Traffic state estimation (TSE) bifurcates into two main categories, model-driven and data-driven (e.g., machine learning, ML) approaches, while each suffers from either deficient physics or small data. To mitigate these limitations, recent studies introduced hybrid methods, such as physics-informed deep learning (PIDL), which contains both model-driven and data-driven components. This paper contributes an improved paradigm, called physics-informed deep learning with a fundamental diagram learner (PIDL + FDL), which integrates ML terms into the model-driven component to learn a functional form of a fundamental diagram (FD), i.e., a mapping from traffic density to flow or velocity. The proposed PIDL + FDL has the advantages of performing the TSE learning, model parameter identification, and FD estimation simultaneously. This paper focuses on highway TSE with observed data from loop detectors, using traffic density or velocity as traffic variables. We demonstrate the use of PIDL + FDL to solve popular first-order and second-order traffic flow models and reconstruct the FD relation as well as model parameters that are outside the FD term. We then evaluate the PIDL + FDL-based TSE using the Next Generation SIMulation (NGSIM) dataset.

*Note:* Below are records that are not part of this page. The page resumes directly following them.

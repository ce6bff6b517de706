use serde::{Deserialize, Serialize};
use repodb_types::ObjectId;

use crate::error::{RemoteError, RemoteResult};

// ---------------------------------------------------------------------------
// Tree
// ---------------------------------------------------------------------------

/// File mode for a tree entry.
#[derive(Clone, Copy, Debug, PartialEq, Eq, Hash, Serialize, Deserialize)]
pub enum EntryMode {
    /// Normal file (0o100644).
    Regular,
    /// Subtree / directory (0o040000).
    Directory,
}

impl EntryMode {
    /// Mode string as the git data API expects it.
    pub fn as_git_str(&self) -> &'static str {
        match self {
            Self::Regular => "100644",
            Self::Directory => "040000",
        }
    }

    /// Parse a git mode string.
    pub fn from_git_str(s: &str) -> Option<Self> {
        match s {
            "100644" => Some(Self::Regular),
            "040000" | "40000" => Some(Self::Directory),
            _ => None,
        }
    }

    /// Object type the git data API pairs with this mode.
    pub fn git_type(&self) -> &'static str {
        match self {
            Self::Directory => "tree",
            Self::Regular => "blob",
        }
    }
}

impl std::fmt::Display for EntryMode {
    fn fmt(&self, f: &mut std::fmt::Formatter<'_>) -> std::fmt::Result {
        f.write_str(self.as_git_str())
    }
}

/// A single entry in a tree object.
#[derive(Clone, Debug, PartialEq, Eq, Serialize, Deserialize)]
pub struct TreeEntry {
    pub mode: EntryMode,
    /// Entry name (one path segment).
    pub name: String,
    pub object_id: ObjectId,
}

impl TreeEntry {
    /// Create a new tree entry.
    pub fn new(mode: EntryMode, name: impl Into<String>, object_id: ObjectId) -> Self {
        Self {
            mode,
            name: name.into(),
            object_id,
        }
    }
}

impl PartialOrd for TreeEntry {
    fn partial_cmp(&self, other: &Self) -> Option<std::cmp::Ordering> {
        Some(self.cmp(other))
    }
}

impl Ord for TreeEntry {
    fn cmp(&self, other: &Self) -> std::cmp::Ordering {
        self.name.cmp(&other.name)
    }
}

/// Directory listing object (analogous to git tree).
#[derive(Clone, Debug, Default, PartialEq, Eq, Serialize, Deserialize)]
pub struct Tree {
    /// Entries sorted by name.
    pub entries: Vec<TreeEntry>,
}

impl Tree {
    /// Create a new tree; entries are sorted for deterministic hashing.
    pub fn new(mut entries: Vec<TreeEntry>) -> Self {
        entries.sort();
        Self { entries }
    }

    /// Create an empty tree.
    pub fn empty() -> Self {
        Self::default()
    }

    /// Look up an entry by name.
    pub fn get(&self, name: &str) -> Option<&TreeEntry> {
        self.entries.iter().find(|e| e.name == name)
    }

    /// Insert or replace an entry, keeping the entries sorted.
    pub fn upsert(&mut self, entry: TreeEntry) {
        match self.entries.binary_search_by(|e| e.name.cmp(&entry.name)) {
            Ok(pos) => self.entries[pos] = entry,
            Err(pos) => self.entries.insert(pos, entry),
        }
    }

    /// Serialized form used for content addressing.
    pub fn to_bytes(&self) -> RemoteResult<Vec<u8>> {
        serde_json::to_vec(self).map_err(|e| RemoteError::Malformed(e.to_string()))
    }

    /// Content-addressed id of this tree.
    pub fn compute_id(&self) -> RemoteResult<ObjectId> {
        Ok(ObjectId::hash_object("tree", &self.to_bytes()?))
    }

    pub fn len(&self) -> usize {
        self.entries.len()
    }

    pub fn is_empty(&self) -> bool {
        self.entries.is_empty()
    }
}

/// One path layered onto a base tree by `create_tree`.
///
/// `path` is repository-relative and slash-separated; intermediate
/// directories are created as needed.
#[derive(Clone, Debug, PartialEq, Eq)]
pub struct TreeUpdate {
    pub path: String,
    pub mode: EntryMode,
    pub blob: ObjectId,
}

impl TreeUpdate {
    /// A regular file at `path` pointing at `blob`.
    pub fn file(path: impl Into<String>, blob: ObjectId) -> Self {
        Self {
            path: path.into(),
            mode: EntryMode::Regular,
            blob,
        }
    }
}

// ---------------------------------------------------------------------------
// Commit
// ---------------------------------------------------------------------------

/// A commit as the remote reports it.
#[derive(Clone, Debug, PartialEq, Eq, Serialize, Deserialize)]
pub struct Commit {
    pub id: ObjectId,
    /// Root tree of the commit.
    pub tree: ObjectId,
    pub parents: Vec<ObjectId>,
    pub message: String,
}

// ---------------------------------------------------------------------------
// Directory listing
// ---------------------------------------------------------------------------

/// Kind of a directory listing entry.
#[derive(Clone, Copy, Debug, PartialEq, Eq, Hash, Serialize, Deserialize)]
#[serde(rename_all = "lowercase")]
pub enum EntryKind {
    File,
    Dir,
}

/// An entry returned by `list_dir`.
#[derive(Clone, Debug, PartialEq, Eq, Serialize, Deserialize)]
pub struct DirEntry {
    /// Final path segment.
    pub name: String,
    /// Full repository-relative path.
    pub path: String,
    pub kind: EntryKind,
}

impl DirEntry {
    pub fn is_file(&self) -> bool {
        self.kind == EntryKind::File
    }

    pub fn is_dir(&self) -> bool {
        self.kind == EntryKind::Dir
    }
}
use std::path::PathBuf;

use clap::{Args, Parser, Subcommand};

#[derive(Parser)]
#[command(
    name = "repodb",
    about = "repodb -- JSON collections stored in a GitHub repository",
    version
)]
pub struct Cli {
    #[command(subcommand)]
    pub command: Command,

    /// TOML configuration file. GITHUB_* variables override its values.
    #[arg(short, long, global = true)]
    pub config: Option<PathBuf>,

    #[arg(short, long, global = true)]
    pub verbose: bool,

    #[arg(long, global = true, default_value = "text")]
    pub format: OutputFormat,
}

#[derive(Clone, Copy, Debug, PartialEq, Eq, clap::ValueEnum)]
pub enum OutputFormat {
    Text,
    Json,
}

#[derive(Subcommand)]
pub enum Command {
    /// List collections and their record counts
    Collections,
    /// Print one record
    Get(RecordArgs),
    /// Write one record and wait until it is committed
    Set(SetArgs),
    /// Soft-delete one record
    Delete(RecordArgs),
    /// Print every record of a collection as one JSON object
    Dump(CollectionArgs),
    /// Show (or rebuild) a collection's index
    Index(IndexArgs),
    /// Write the database metadata file and print it
    Metadata,
    /// Move records from the flat legacy layout into collection directories
    Migrate(MigrateArgs),
}

#[derive(Args)]
pub struct RecordArgs {
    pub collection: String,
    pub key: String,
}

#[derive(Args)]
pub struct SetArgs {
    pub collection: String,
    pub key: String,
    /// Record body as JSON
    pub json: String,
}

#[derive(Args)]
pub struct CollectionArgs {
    pub collection: String,
}

#[derive(Args)]
pub struct IndexArgs {
    pub collection: String,
    /// Rebuild the index from the stored records first
    #[arg(long)]
    pub rebuild: bool,
}

#[derive(Args)]
pub struct MigrateArgs {
    /// Skip the snapshot normally written to the backups folder
    #[arg(long)]
    pub no_backup: bool,
    /// Do not ask for confirmation
    #[arg(short, long)]
    pub yes: bool,
}
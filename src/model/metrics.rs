use crate::error::{ErrorCategory, GeoError};
use std::collections::HashMap;
use std::time::Instant;
use tracing::info;

/// Per-session counters, kept by the interactive loop and dropped with it.
///
/// Lookup failures and rejected inputs (bad address, no external IP) are
/// counted apart; a rejected input never issues a lookup.
#[derive(Debug)]
pub struct SessionMetrics {
    lookups: u64,
    succeeded: u64,
    failures: HashMap<ErrorCategory, u64>,
    rejected: HashMap<ErrorCategory, u64>,
    start_time: Instant,
}

impl SessionMetrics {
    pub fn new() -> Self {
        SessionMetrics {
            lookups: 0,
            succeeded: 0,
            failures: HashMap::new(),
            rejected: HashMap::new(),
            start_time: Instant::now(),
        }
    }

    pub fn record_lookup(&mut self) {
        self.lookups += 1;
    }

    pub fn record_success(&mut self) {
        self.succeeded += 1;
    }

    /// A lookup that was issued and came back with an error.
    pub fn record_failure(&mut self, err: &GeoError) {
        *self.failures.entry(err.category()).or_insert(0) += 1;
    }

    /// An interaction that ended before any lookup.
    pub fn record_rejected(&mut self, err: &GeoError) {
        *self.rejected.entry(err.category()).or_insert(0) += 1;
    }

    pub fn get_lookups(&self) -> u64 {
        self.lookups
    }

    pub fn get_succeeded(&self) -> u64 {
        self.succeeded
    }

    pub fn get_failures(&self, category: ErrorCategory) -> u64 {
        self.failures.get(&category).copied().unwrap_or(0)
    }

    pub fn get_rejected(&self, category: ErrorCategory) -> u64 {
        self.rejected.get(&category).copied().unwrap_or(0)
    }

    pub fn failed_lookups(&self) -> u64 {
        self.failures.values().sum()
    }

    pub fn total_rejected(&self) -> u64 {
        self.rejected.values().sum()
    }

    pub fn print_summary(&self) {
        info!("=== Session Summary ===");
        info!("Lookups: {}", self.get_lookups());
        info!("Succeeded: {}", self.get_succeeded());
        info!("Failed lookups: {}", self.failed_lookups());
        for (category, count) in &self.failures {
            info!("  {:?}: {}", category, count);
        }
        info!("Rejected inputs: {}", self.total_rejected());
        for (category, count) in &self.rejected {
            info!("  {:?}: {}", category, count);
        }
        info!("Elapsed: {:.2}s", self.start_time.elapsed().as_secs_f64());
    }
}

impl Default for SessionMetrics {
    fn default() -> Self {
        Self::new()
    }
}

The experimental results show the superiority of the PIDL + FDL in terms of improved estimation accuracy and data efficiency over advanced baseline TSE methods, and additionally, the capacity to properly learn the unknown underlying FD relation.

Automated summary

This paper discusses the limitations of model-driven and data-driven approaches for traffic state estimation and introduces a hybrid method, PIDL + FDL, which combines both components. Experimental results demonstrate that PIDL + FDL outperforms advanced baseline methods in terms of estimation accuracy and data efficiency while properly learning the underlying fundamental diagram relation.